A escolha de Jorge Messias para o STF gera críticas e expectativa sobre nova nomeação feminina.
Críticas à nomeação de Jorge Messias para o STF
A escolha do advogado-geral da União, Jorge Messias, para ocupar uma vaga no Supremo Tribunal Federal (STF) gerou reações adversas de diversas entidades que exigem uma maior representatividade no sistema de justiça brasileiro. Organizações como o Fórum Justiça, Plataforma Justa e Themis Gênero e Justiça se manifestaram publicamente, ressaltando a necessidade de ações concretas que reflitam o compromisso com a inclusão de mulheres e negros em cargos de destaque.
Entidades exigem ações concretas
Em uma nota divulgada na última quinta-feira, as organizações criticaram a escolha de Messias e reiteraram sua demanda por uma composição mais equitativa no STF. Segundo as entidades, o problema não reside apenas na escolha de um único nome, mas na perpetuação de um padrão excludente que tem se mostrado recorrente na justiça brasileira. Elas pedem que o governo transforme discursos em práticas efetivas, buscando reduzir a desigualdade de gênero em posições de poder.

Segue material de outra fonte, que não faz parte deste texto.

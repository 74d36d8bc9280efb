//! CLI for pubsim
//!
//! Subcommands:
//! - `serve`: provision the configured topics and keep the broker running
//! - `check`: provision into a scratch broker and print the result

use std::path::PathBuf;

use clap::{Parser, Subcommand};
use pubsim::Broker;
use pubsim::config::{self, ProvisionReport, Settings, provision};
use pubsim::protocol::{ListSubscriptionsRequest, ListTopicsRequest};
use pubsim::utils::logging;
use serde_json::json;
use tracing::{error, info};

#[derive(Parser)]
#[command(name = "pubsim", version, about = "In-memory Pub/Sub broker simulator")]
struct Cli {
    /// Configuration file. Defaults to `config/default.*` when present.
    #[arg(long, global = true)]
    config: Option<PathBuf>,

    #[command(subcommand)]
    command: Command,
}

#[derive(Subcommand)]
enum Command {
    /// Provision the configured topics and run until Ctrl-C
    Serve,
    /// Validate the configuration and print what it provisions
    Check,
}

#[tokio::main]
async fn main() {
    dotenvy::dotenv().ok();
    let cli = Cli::parse();

    let settings = match cli.config.as_deref() {
        Some(path) => config::load_config_from(path),
        None => config::load_config(),
    };
    let settings = match settings {
        Ok(settings) => settings,
        Err(e) => {
            logging::init("info");
            error!("Failed to load configuration: {}", e);
            std::process::exit(1);
        }
    };
    logging::init(&settings.logging.level);

    let outcome = match cli.command {
        Command::Serve => run_server(&settings).await,
        Command::Check => run_check(&settings),
    };
    if let Err(e) = outcome {
        error!("pubsim failed: {}", e);
        std::process::exit(1);
    }
}

fn start(settings: &Settings) -> pubsim::Result<(Broker, ProvisionReport)> {
    let broker = Broker::from_settings(&settings.broker)?;
    let report = provision(&broker, &settings.topics);
    Ok((broker, report))
}

async fn run_server(settings: &Settings) -> Result<(), Box<dyn std::error::Error>> {
    let (broker, report) = start(settings)?;
    info!(
        topics = report.topics_created,
        subscriptions = report.subscriptions_created,
        "broker ready"
    );

    tokio::signal::ctrl_c().await?;
    info!("Shutdown signal received. Exiting gracefully.");
    broker.close();
    broker.wait().await;
    Ok(())
}

fn run_check(settings: &Settings) -> Result<(), Box<dyn std::error::Error>> {
    let (broker, report) = start(settings)?;
    let topics = broker.list_topics(ListTopicsRequest::default())?.topics;
    let subscriptions = broker
        .list_subscriptions(ListSubscriptionsRequest::default())?
        .subscriptions;
    broker.close();

    let out = json!({
        "report": report,
        "topics": topics,
        "subscriptions": subscriptions,
    });
    println!("{}", serde_json::to_string_pretty(&out)?);
    if report.failed > 0 {
        return Err(format!("{} definitions failed to provision", report.failed).into());
    }
    Ok(())
}
mod provision;
mod settings;

use std::path::Path;

use config::{Config, ConfigError, Environment, File};

use crate::config::settings::PartialSettings;

pub use provision::{ProvisionReport, provision};
pub use settings::{
    BrokerSettings, LoggingSettings, Settings, SubscriptionDefinition, TopicDefinition,
};

/// Prefix of environment overrides, e.g. `PUBSIM_BROKER__MIN_ACK_DEADLINE_SECS`.
pub const ENV_PREFIX: &str = "PUBSIM";

/// Loads the configuration from `config/default.*` (if present) and
/// environment variables, merged over default values.
pub fn load_config() -> Result<Settings, ConfigError> {
    load(File::with_name("config/default").required(false))
}

/// Like [`load_config`] but reads an explicit file, which must exist.
pub fn load_config_from(path: impl AsRef<Path>) -> Result<Settings, ConfigError> {
    load(File::from(path.as_ref()).required(true))
}

fn load<S>(file: S) -> Result<Settings, ConfigError>
where
    S: config::Source + Send + Sync + 'static,
{
    let builder = Config::builder().add_source(file).add_source(
        Environment::with_prefix(ENV_PREFIX)
            .prefix_separator("_")
            .separator("__")
            .try_parsing(true),
    );

    let config = builder.build()?;

    // Try to deserialize what is available
    let partial: PartialSettings = config.try_deserialize()?;
    let settings = partial.merge();

    if settings.broker.min_ack_deadline_secs == 0 {
        return Err(ConfigError::Message(
            "broker.min_ack_deadline_secs must be at least 1".to_string(),
        ));
    }
    Ok(settings)
}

Expectativa sobre nova nomeação na AGU
Apesar das críticas à nomeação de Messias, aliados do presidente Lula acreditam que uma nova indicação virá em breve. Há uma expectativa crescente de que o presidente busque uma mulher para ocupar a vaga deixada por Messias na Advocacia-Geral da União (AGU). Nomes como Anelize Almeida, procuradora-geral da Fazenda Nacional; Isadora Cartaxo de Arruda, secretária-geral de Contencioso; e Adriana Venturini, procuradora-geral federal, estão entre os favoritos para a posição.
Composição atual do STF
Com as recentes nomeações de Lula, a presença feminina no STF caiu de duas ministras para apenas uma, Cármen Lúcia. Em 2023, Lula já havia optado por Flávio Dino para a vaga deixada pela aposentadoria de Rosa Weber. Essa diminuição da representatividade feminina na Corte levanta questões sobre o compromisso do governo com a diversidade e a inclusão.
Conclusão
A pressão por maior representatividade no STF e na AGU continua a ser um tema central na agenda política atual. As organizações civis e os aliados de Lula esperam que as futuras nomeações reflitam uma mudança significativa e que o governo tome medidas concretas para abordar as desigualdades de gênero e raça no sistema de justiça brasileiro.